I bet your friends too are talking about this. What are they saying? In some circles, all this demonstrates a faith-filled, self-confident refortification of the Roman Church. The Church is finding its Catholic identity again, even in the face of strong secular headwinds. There is a new seriousness about liturgy after what Fr. Neuhaus liked to call “the silly season.” Slowly but surely the Church is becoming the Church again, after several decades of confusion and mistaken implementation of the Second Vatican Council. Let the media say what they will: we don’t expect to be understood or affirmed by the world as we calmly go about our divine mission. While the goal is not to drive anyone away, at least those who leave will be leaving The Real Thing. People are ready for a “smaller, purer” Church.

I know a few people who take a rather different view. A prominent liturgist recently said this about Vatican officials: “They’re a bunch of thugs, Anthony, they’re nothing but thugs, and in a world of rapid internet communication, they can’t get away with it much longer. It can’t last.” Another prominent liturgist recently said over coffee, “It’s the last gasp of Europe’s last functioning absolute monarchy, and its days are numbered.” According to these folks, the conservative element in the Church, including at central headquarters, is basically overcome by fear: fear of the modern world, fear of diversity, fear of theological inquiry, fear of dialogue with the laity, fear of sexuality, fear of what Vatican II wrought. Vatican officials and conservative liturgists and young clergy are fleeing what is threatening to them. The liturgy is becoming a lovely place to pretend, an escape into a more comfortable past. For these folks, the liturgical silly season is just beginning, and all the lace and frills from auntie’s attic is rather embarrassing. Such as this may last for some time – we may have many years yet to endure – but eventually it will collapse.

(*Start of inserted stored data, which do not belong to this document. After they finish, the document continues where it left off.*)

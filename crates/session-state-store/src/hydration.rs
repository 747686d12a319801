//! Hydration phase state machine using rust-fsm.
//!
//! ```text
//!   Cold ──Consistent──► Ready
//!    │                    │  ▲
//!    │ StaleDetected      │  │ Healed
//!    ▼                    ▼  │
//!   Healing ◄──StaleDetected─┘
//! ```
//!
//! `Cold` is the state before the persisted subset has been loaded. The
//! store enters `Healing` whenever the current event is not in the events
//! list, and leaves it once a fresh events list (or a logout) makes the
//! state consistent again.

use rust_fsm::*;
use serde::{Deserialize, Serialize};
use tracing::warn;

state_machine! {
    #[derive(Debug, Clone, PartialEq, Eq)]
    pub hydration_machine(Cold)

    Cold => {
        Consistent => Ready,
        StaleDetected => Healing
    },
    Healing => {
        StaleDetected => Healing,
        Healed => Ready
    },
    Ready => {
        StaleDetected => Healing
    }
}

pub use hydration_machine::Input as HydrationInput;
pub use hydration_machine::State as HydrationMachineState;
pub use hydration_machine::StateMachine as HydrationMachine;

/// Hydration phase as exposed to the UI.
#[derive(Debug, Clone, Copy, PartialEq, Eq, Default, Serialize, Deserialize)]
#[serde(rename_all = "snake_case")]
pub enum HydrationPhase {
    /// Persisted state not loaded yet.
    #[default]
    Cold,
    /// Stale event data is suppressed while a fresh events list loads.
    Healing,
    /// Dependent UI may render.
    Ready,
}

impl From<&HydrationMachineState> for HydrationPhase {
    fn from(state: &HydrationMachineState) -> Self {
        match state {
            HydrationMachineState::Cold => HydrationPhase::Cold,
            HydrationMachineState::Healing => HydrationPhase::Healing,
            HydrationMachineState::Ready => HydrationPhase::Ready,
        }
    }
}

impl From<HydrationPhase> for HydrationMachineState {
    fn from(phase: HydrationPhase) -> Self {
        match phase {
            HydrationPhase::Cold => HydrationMachineState::Cold,
            HydrationPhase::Healing => HydrationMachineState::Healing,
            HydrationPhase::Ready => HydrationMachineState::Ready,
        }
    }
}

impl HydrationPhase {
    /// Feed one input to the machine. Impossible transitions leave the
    /// phase unchanged and return false.
    pub fn advance(&mut self, input: HydrationInput) -> bool {
        let mut machine = HydrationMachine::from_state((*self).into());
        match machine.consume(&input) {
            Ok(_) => {
                *self = machine.state().into();
                true
            }
            Err(_) => {
                warn!(phase = ?self, input = ?input, "Ignoring impossible hydration transition");
                false
            }
        }
    }

    /// Move to `Ready` by whichever input applies from the current phase.
    pub fn settle(&mut self) {
        match self {
            HydrationPhase::Cold => {
                self.advance(HydrationInput::Consistent);
            }
            HydrationPhase::Healing => {
                self.advance(HydrationInput::Healed);
            }
            HydrationPhase::Ready => {}
        }
    }

    pub fn is_ready(&self) -> bool {
        matches!(self, HydrationPhase::Ready)
    }
}

#[cfg(test)]
mod tests {
    use super::*;

    #[test]
    fn test_initial_state_is_cold() {
        let machine = HydrationMachine::new();
        assert_eq!(*machine.state(), HydrationMachineState::Cold);
        assert_eq!(HydrationPhase::default(), HydrationPhase::Cold);
    }

    #[test]
    fn test_consistent_rehydration_goes_ready() {
        let mut phase = HydrationPhase::Cold;
        assert!(phase.advance(HydrationInput::Consistent));
        assert_eq!(phase, HydrationPhase::Ready);
    }

    #[test]
    fn test_stale_rehydration_heals() {
        let mut phase = HydrationPhase::Cold;
        assert!(phase.advance(HydrationInput::StaleDetected));
        assert_eq!(phase, HydrationPhase::Healing);

        // A retry while healing stays healing
        assert!(phase.advance(HydrationInput::StaleDetected));
        assert_eq!(phase, HydrationPhase::Healing);

        assert!(phase.advance(HydrationInput::Healed));
        assert_eq!(phase, HydrationPhase::Ready);
    }

    #[test]
    fn test_ready_can_fall_back_to_healing() {
        let mut phase = HydrationPhase::Ready;
        assert!(phase.advance(HydrationInput::StaleDetected));
        assert_eq!(phase, HydrationPhase::Healing);
    }

    #[test]
    fn test_invalid_transitions_leave_phase() {
        let mut phase = HydrationPhase::Cold;
        assert!(!phase.advance(HydrationInput::Healed));
        assert_eq!(phase, HydrationPhase::Cold);

        let mut phase = HydrationPhase::Ready;
        assert!(!phase.advance(HydrationInput::Consistent));
        assert_eq!(phase, HydrationPhase::Ready);
    }

    #[test]
    fn test_settle_from_every_phase() {
        for start in [
            HydrationPhase::Cold,
            HydrationPhase::Healing,
            HydrationPhase::Ready,
        ] {
            let mut phase = start;
            phase.settle();
            assert!(phase.is_ready(), "{:?}", start);
        }
    }
}
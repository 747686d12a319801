//! Dev-mode subscriber: central JSONL file plus optional stderr.

use crate::json_layer::JsonLayer;
use crate::LogConfig;
use parking_lot::Mutex;
use std::fs::{File, OpenOptions};
use std::io::{self, BufWriter, Write};
use std::path::{Path, PathBuf};
use std::sync::Arc;
use tracing_subscriber::fmt::MakeWriter;
use tracing_subscriber::layer::SubscriberExt;
use tracing_subscriber::util::SubscriberInitExt;
use tracing_subscriber::{EnvFilter, Layer};

fn default_log_path() -> PathBuf {
    dirs::home_dir()
        .unwrap_or_else(|| PathBuf::from("."))
        .join(".partyhaus")
        .join("logs")
        .join("dev.jsonl")
}

/// Append-only writer shared by every clone; each write is flushed so lines
/// from several processes never interleave mid-record.
#[derive(Clone)]
pub struct CentralLogWriter {
    inner: Arc<Mutex<BufWriter<File>>>,
}

impl CentralLogWriter {
    pub fn open(path: &Path) -> io::Result<Self> {
        if let Some(parent) = path.parent() {
            std::fs::create_dir_all(parent)?;
        }
        let file = OpenOptions::new().create(true).append(true).open(path)?;
        Ok(Self {
            inner: Arc::new(Mutex::new(BufWriter::with_capacity(8192, file))),
        })
    }
}

impl Write for CentralLogWriter {
    fn write(&mut self, buf: &[u8]) -> io::Result<usize> {
        let mut guard = self.inner.lock();
        let written = guard.write(buf)?;
        guard.flush()?;
        Ok(written)
    }

    fn flush(&mut self) -> io::Result<()> {
        self.inner.lock().flush()
    }
}

impl<'a> MakeWriter<'a> for CentralLogWriter {
    type Writer = CentralLogWriter;

    fn make_writer(&'a self) -> Self::Writer {
        self.clone()
    }
}

fn env_filter(default_level: &str) -> EnvFilter {
    EnvFilter::try_from_default_env().unwrap_or_else(|_| EnvFilter::new(default_level))
}

pub fn install(config: &LogConfig) {
    let log_path = config.log_path.clone().unwrap_or_else(default_log_path);

    let writer = match CentralLogWriter::open(&log_path) {
        Ok(writer) => Some(writer),
        Err(e) => {
            eprintln!("partyhaus: cannot open {}: {}; logging to stderr", log_path.display(), e);
            None
        }
    };
    let json_layer = writer.map(|writer| {
        JsonLayer::new(config.service_name.clone(), writer)
            .with_filter(env_filter(&config.default_level))
    });

    // Without the file, stderr is the only sink left.
    let stderr_layer = (config.also_stderr || json_layer.is_none()).then(|| {
        tracing_subscriber::fmt::layer()
            .with_target(true)
            .compact()
            .with_writer(io::stderr)
            .with_filter(env_filter(&config.default_level))
    });

    if tracing_subscriber::registry()
        .with(json_layer)
        .with(stderr_layer)
        .try_init()
        .is_err()
    {
        return;
    }

    tracing::debug!(
        log_path = %log_path.display(),
        service = %config.service_name,
        "Logging initialized"
    );
}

If you want to read more about the Faithful Refortification view, check out the comments which will surely appear below in short order. If you want more on the Fearful Fleeing view, there are two intriguing articles by Eugene Cullen Kennedy in the NCRep. A few weeks ago Kennedy compared the reappearing fiddle-back vestments to the antiquated Victorian frock coats which King George required of parliamentarians in the early twentieth century. King George, like Emperor Wilhelm and Czar Nicholas, “struggled to restore monarchical structures that were being swept away by the incoming tide of modern times.” This week Kennedy compares the Vatican bureaucracy in 2010 to the French bureaucracy under Petain after Paris fell to the Germans. “Everyone would carry on as usual in this case study of a collapsing government living on the fumes of long gone glory. Still, its marshals and generals donned their uniforms and pinned on their sashes and medals to hold military reviews and to welcome the war correspondents with bands and receptions, a final costume party for men who reassured themselves by exercising the last fine grains of power in their finely gloved hands.”

This is fascinating. People look at the same phenomena, all of them deeply concerned about the Church’s faithfulness and evangelical witness, and take such different views of what is going on. Is it faithful refortification or fearful fleeing? Pray Tell takes no position on such things. We haven’t really thought about it, as you’ll surely believe. No, we’re enjoying our late summer reading various books about various other topics.